### Problem details:
Starting with the line that contains "Self::default()" and stopping after the line that contains "if let Some(entry)", copy the entries below exactly. Include nothing else.

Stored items
'''

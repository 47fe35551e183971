use ethers::types::{Address, U256};
use parking_lot::Mutex;
use std::collections::{BTreeSet, HashMap};
use std::fmt;
use std::sync::atomic::{AtomicBool, Ordering};
use std::sync::Arc;

#[derive(Debug, Default)]
struct SenderNonces {
    /// Handed out to runs that have not broadcast yet.
    outstanding: BTreeSet<U256>,
    /// Accepted by the bundler but not yet reflected by the chain.
    broadcast: BTreeSet<U256>,
}

/// Hands out EntryPoint nonces so concurrent drafts for one sender never share a nonce.
///
/// The on-chain nonce only moves once an operation is included, so two runs that fetch it
/// back to back see the same value. The allocator remembers what it handed out and returns
/// the lowest nonce nobody holds. A reservation is a [`NonceLease`]: dropping it before
/// [`NonceLease::commit`] makes the nonce available again, so an abandoned run leaves no
/// gap behind.
#[derive(Debug, Default)]
pub struct NonceAllocator {
    senders: Mutex<HashMap<Address, SenderNonces>>,
}

impl NonceAllocator {
    pub fn new() -> Self {
        Self::default()
    }

    /// Reserves a nonce for `sender`, given the nonce the chain reports right now.
    pub fn reserve(self: &Arc<Self>, sender: Address, on_chain: U256) -> NonceLease {
        let mut senders = self.senders.lock();
        let entry = senders.entry(sender).or_default();
        // the chain has caught up with these
        entry.broadcast = entry.broadcast.split_off(&on_chain);

        let mut nonce = on_chain;
        while entry.outstanding.contains(&nonce) || entry.broadcast.contains(&nonce) {
            nonce += U256::one();
        }
        entry.outstanding.insert(nonce);

        NonceLease(Arc::new(Reservation {
            allocator: Arc::clone(self),
            sender,
            nonce,
            committed: AtomicBool::new(false),
        }))
    }

    fn release(&self, sender: Address, nonce: U256) {
        let mut senders = self.senders.lock();
        if let Some(entry) = senders.get_mut(&sender) {
            entry.outstanding.remove(&nonce);
            if entry.outstanding.is_empty() && entry.broadcast.is_empty() {
                senders.remove(&sender);
            }
        }
    }

    fn commit(&self, sender: Address, nonce: U256) {
        let mut senders = self.senders.lock();
        let entry = senders.entry(sender).or_default();
        entry.outstanding.remove(&nonce);
        entry.broadcast.insert(nonce);
    }
}

struct Reservation {
    allocator: Arc<NonceAllocator>,
    sender: Address,
    nonce: U256,
    committed: AtomicBool,
}

impl Drop for Reservation {
    fn drop(&mut self) {
        if !self.committed.load(Ordering::Acquire) {
            self.allocator.release(self.sender, self.nonce);
            tracing::debug!(sender = ?self.sender, nonce = %self.nonce, "released unused nonce");
        }
    }
}

/// A reserved nonce. Clones share the reservation; it is released when the last clone
/// is dropped, unless it was committed first.
#[derive(Clone)]
pub struct NonceLease(Arc<Reservation>);

impl NonceLease {
    pub fn sender(&self) -> Address {
        self.0.sender
    }

    pub fn nonce(&self) -> U256 {
        self.0.nonce
    }

    /// Marks the nonce as used by a broadcast operation. Idempotent.
    pub fn commit(&self) {
        if !self.0.committed.swap(true, Ordering::AcqRel) {
            self.0.allocator.commit(self.0.sender, self.0.nonce);
        }
    }

    pub fn is_committed(&self) -> bool {
        self.0.committed.load(Ordering::Acquire)
    }
}

impl PartialEq for NonceLease {
    fn eq(&self, other: &Self) -> bool {
        self.sender() == other.sender() && self.nonce() == other.nonce()
    }
}

impl Eq for NonceLease {}

impl fmt::Debug for NonceLease {
    fn fmt(&self, f: &mut fmt::Formatter<'_>) -> fmt::Result {
        f.debug_struct("NonceLease")
            .field("sender", &self.sender())
            .field("nonce", &self.nonce())
            .field("committed", &self.is_committed())
            .finish()
    }
}
impl UserOperationDraft {
    pub fn new(intent: Intent) -> Self {
        Self {
            intent,
            sender: None,
            nonce: None,
            init_code: None,
            call_data: None,
            call_gas_limit: None,
            verification_gas_limit: None,
            pre_verification_gas: None,
            max_fee_per_gas: None,
            max_priority_fee_per_gas: None,
            paymaster_and_data: PaymasterAndData::Pending,
            signature: None,
            dummy_signature: None,
            fee_floor: None,
            nonce_lease: None,
        }
    }

    /// Sets one field. A sponsored `paymasterAndData` replaces the stub.
    pub fn with(mut self, value: FieldValue) -> Self {
        match value {
            FieldValue::Sender(v) => self.sender = Some(v),
            FieldValue::Nonce(v) => {
                if self.nonce_lease.as_ref().map(|l| l.nonce()) != Some(v) {
                    self.nonce_lease = None;
                }
                self.nonce = Some(v)
            }
            FieldValue::InitCode(v) => self.init_code = Some(v),
            FieldValue::CallData(v) => self.call_data = Some(v),
            FieldValue::CallGasLimit(v) => self.call_gas_limit = Some(v),
            FieldValue::VerificationGasLimit(v) => self.verification_gas_limit = Some(v),
            FieldValue::PreVerificationGas(v) => self.pre_verification_gas = Some(v),
            FieldValue::MaxFeePerGas(v) => self.max_fee_per_gas = Some(v),
            FieldValue::MaxPriorityFeePerGas(v) => self.max_priority_fee_per_gas = Some(v),
            FieldValue::StubPaymasterAndData(v) => {
                self.paymaster_and_data = PaymasterAndData::Stub(v)
            }
            FieldValue::PaymasterAndData(v) => {
                self.paymaster_and_data = PaymasterAndData::Sponsored(v)
            }
            FieldValue::Signature(v) => self.signature = Some(v),
        }
        self
    }

    pub fn with_dummy_signature(mut self, signature: Bytes) -> Self {
        self.dummy_signature = Some(signature);
        self
    }

    pub fn with_fee_floor(mut self, floor: FeeQuote) -> Self {
        self.fee_floor = Some(floor);
        self
    }

    /// Sets the nonce from a reservation the draft keeps alive.
    pub fn with_nonce_lease(mut self, lease: NonceLease) -> Self {
        self.nonce = Some(lease.nonce());
        self.nonce_lease = Some(lease);
        self
    }

    /// Drops the reservation behind the nonce, keeping the value.
    pub fn without_nonce_lease(mut self) -> Self {
        self.nonce_lease = None;
        self
    }

    /// Returns the given fields to the pending state.
    ///
    /// Clearing `PaymasterAndData` or `StubPaymasterAndData` clears whichever value is held.
    pub fn clear(mut self, fields: FieldSet) -> Self {
        for field in fields.iter() {
            match field {
                Field::Sender => self.sender = None,
                Field::Nonce => {
                    self.nonce = None;
                    self.nonce_lease = None;
                }
                Field::InitCode => self.init_code = None,
                Field::CallData => self.call_data = None,
                Field::CallGasLimit => self.call_gas_limit = None,
                Field::VerificationGasLimit => self.verification_gas_limit = None,
                Field::PreVerificationGas => self.pre_verification_gas = None,
                Field::MaxFeePerGas => self.max_fee_per_gas = None,
                Field::MaxPriorityFeePerGas => self.max_priority_fee_per_gas = None,
                Field::StubPaymasterAndData | Field::PaymasterAndData => {
                    self.paymaster_and_data = PaymasterAndData::Pending
                }
                Field::Signature => self.signature = None,
            }
        }
        self
    }

    /// Fields currently holding a value.
    pub fn resolved(&self) -> FieldSet {
        let mut set = FieldSet::EMPTY;
        let present = [
            (Field::Sender, self.sender.is_some()),
            (Field::Nonce, self.nonce.is_some()),
            (Field::InitCode, self.init_code.is_some()),
            (Field::CallData, self.call_data.is_some()),
            (Field::CallGasLimit, self.call_gas_limit.is_some()),
            (Field::VerificationGasLimit, self.verification_gas_limit.is_some()),
            (Field::PreVerificationGas, self.pre_verification_gas.is_some()),
            (Field::MaxFeePerGas, self.max_fee_per_gas.is_some()),
            (Field::MaxPriorityFeePerGas, self.max_priority_fee_per_gas.is_some()),
            (
                Field::StubPaymasterAndData,
                matches!(self.paymaster_and_data, PaymasterAndData::Stub(_)),
            ),
            (
                Field::PaymasterAndData,
                matches!(self.paymaster_and_data, PaymasterAndData::Sponsored(_)),
            ),
            (Field::Signature, self.signature.is_some()),
        ];
        for (field, is_set) in present {
            if is_set {
                set = set.with(field);
            }
        }
        set
    }

    pub fn intent(&self) -> &Intent {
        &self.intent
    }

    pub fn sender(&self) -> Option<Address> {
        self.sender
    }

    pub fn nonce(&self) -> Option<U256> {
        self.nonce
    }

    pub fn init_code(&self) -> Option<&Bytes> {
        self.init_code.as_ref()
    }

    pub fn call_data(&self) -> Option<&Bytes> {
        self.call_data.as_ref()
    }

    pub fn call_gas_limit(&self) -> Option<U256> {
        self.call_gas_limit
    }

    pub fn verification_gas_limit(&self) -> Option<U256> {
        self.verification_gas_limit
    }

    pub fn pre_verification_gas(&self) -> Option<U256> {
        self.pre_verification_gas
    }

    pub fn max_fee_per_gas(&self) -> Option<U256> {
        self.max_fee_per_gas
    }

    pub fn max_priority_fee_per_gas(&self) -> Option<U256> {
        self.max_priority_fee_per_gas
    }

    pub fn paymaster_and_data(&self) -> &PaymasterAndData {
        &self.paymaster_and_data
    }

    pub fn signature(&self) -> Option<&Bytes> {
        self.signature.as_ref()
    }

    pub fn dummy_signature(&self) -> Option<&Bytes> {
        self.dummy_signature.as_ref()
    }

    pub fn fee_floor(&self) -> Option<FeeQuote> {
        self.fee_floor
    }

    pub fn nonce_lease(&self) -> Option<&NonceLease> {
        self.nonce_lease.as_ref()
    }

    /// The operation the bundler simulates: stub paymaster data, the account's dummy
    /// signature, and zero for gas and fee fields not yet known.
    pub fn estimation_view(&self) -> Result<UserOperation> {
        let stub = match &self.paymaster_and_data {
            PaymasterAndData::Stub(b) => b.clone(),
            _ => {
                return Err(Error::StageContract {
                    stage: "estimation view",
                    missing: FieldSet::of(&[Field::StubPaymasterAndData]),
                })
            }
        };
        let missing = FieldSet::BASE.difference(self.resolved());
        if !missing.is_empty() {
            return Err(Error::StageContract {
                stage: "estimation view",
                missing,
            });
        }
        Ok(UserOperation {
            sender: self.sender.unwrap_or_default(),
            nonce: self.nonce.unwrap_or_default(),
            init_code: self.init_code.clone().unwrap_or_default(),
            call_data: self.call_data.clone().unwrap_or_default(),
            call_gas_limit: self.call_gas_limit.unwrap_or_default(),
            verification_gas_limit: self.verification_gas_limit.unwrap_or_default(),
            pre_verification_gas: self.pre_verification_gas.unwrap_or_default(),
            max_fee_per_gas: self.max_fee_per_gas.unwrap_or_default(),
            max_priority_fee_per_gas: self.max_priority_fee_per_gas.unwrap_or_default(),
            paymaster_and_data: stub,
            signature: self.dummy_signature.clone().unwrap_or_default(),
        })
    }

    /// The fully resolved operation minus its signature: what gets signed.
    pub fn unsigned(&self) -> Result<UserOperation> {
        let required = FieldSet::FINAL.difference(FieldSet::of(&[Field::Signature]));
        let missing = required.difference(self.resolved());
        if !missing.is_empty() {
            return Err(Error::StageContract {
                stage: "signing",
                missing,
            });
        }
        self.to_operation(Bytes::default())
    }

    /// Converts a draft with every field resolved into the final operation.
    pub fn finalize(&self) -> Result<UserOperation> {
        let missing = FieldSet::FINAL.difference(self.resolved());
        if !missing.is_empty() {
            return Err(Error::StageContract {
                stage: "finalize",
                missing,
            });
        }
        self.to_operation(self.signature.clone().unwrap_or_default())
    }

    fn to_operation(&self, signature: Bytes) -> Result<UserOperation> {
        let paymaster_and_data = match &self.paymaster_and_data {
            PaymasterAndData::Sponsored(b) => b.clone(),
            _ => {
                return Err(Error::StageContract {
                    stage: "finalize",
                    missing: FieldSet::of(&[Field::PaymasterAndData]),
                })
            }
        };
        Ok(UserOperation {
            sender: self.sender.unwrap_or_default(),
            nonce: self.nonce.unwrap_or_default(),
            init_code: self.init_code.clone().unwrap_or_default(),
            call_data: self.call_data.clone().unwrap_or_default(),
            call_gas_limit: self.call_gas_limit.unwrap_or_default(),
            verification_gas_limit: self.verification_gas_limit.unwrap_or_default(),
            pre_verification_gas: self.pre_verification_gas.unwrap_or_default(),
            max_fee_per_gas: self.max_fee_per_gas.unwrap_or_default(),
            max_priority_fee_per_gas: self.max_priority_fee_per_gas.unwrap_or_default(),
            paymaster_and_data,
            signature,
        })
    }
}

'''

### Answer below:
        Self::default()
    }

    /// Reserves a nonce for `sender`, given the nonce the chain reports right now.
    pub fn reserve(self: &Arc<Self>, sender: Address, on_chain: U256) -> NonceLease {
        let mut senders = self.senders.lock();
        let entry = senders.entry(sender).or_default();
        // the chain has caught up with these
        entry.broadcast = entry.broadcast.split_off(&on_chain);

        let mut nonce = on_chain;
        while entry.outstanding.contains(&nonce) || entry.broadcast.contains(&nonce) {
            nonce += U256::one();
        }
        entry.outstanding.insert(nonce);

        NonceLease(Arc::new(Reservation {
            allocator: Arc::clone(self),
            sender,
            nonce,
            committed: AtomicBool::new(false),
        }))
    }

    fn release(&self, sender: Address, nonce: U256) {
        let mut senders = self.senders.lock();
        if let Some(entry) = senders.get_mut(&sender) {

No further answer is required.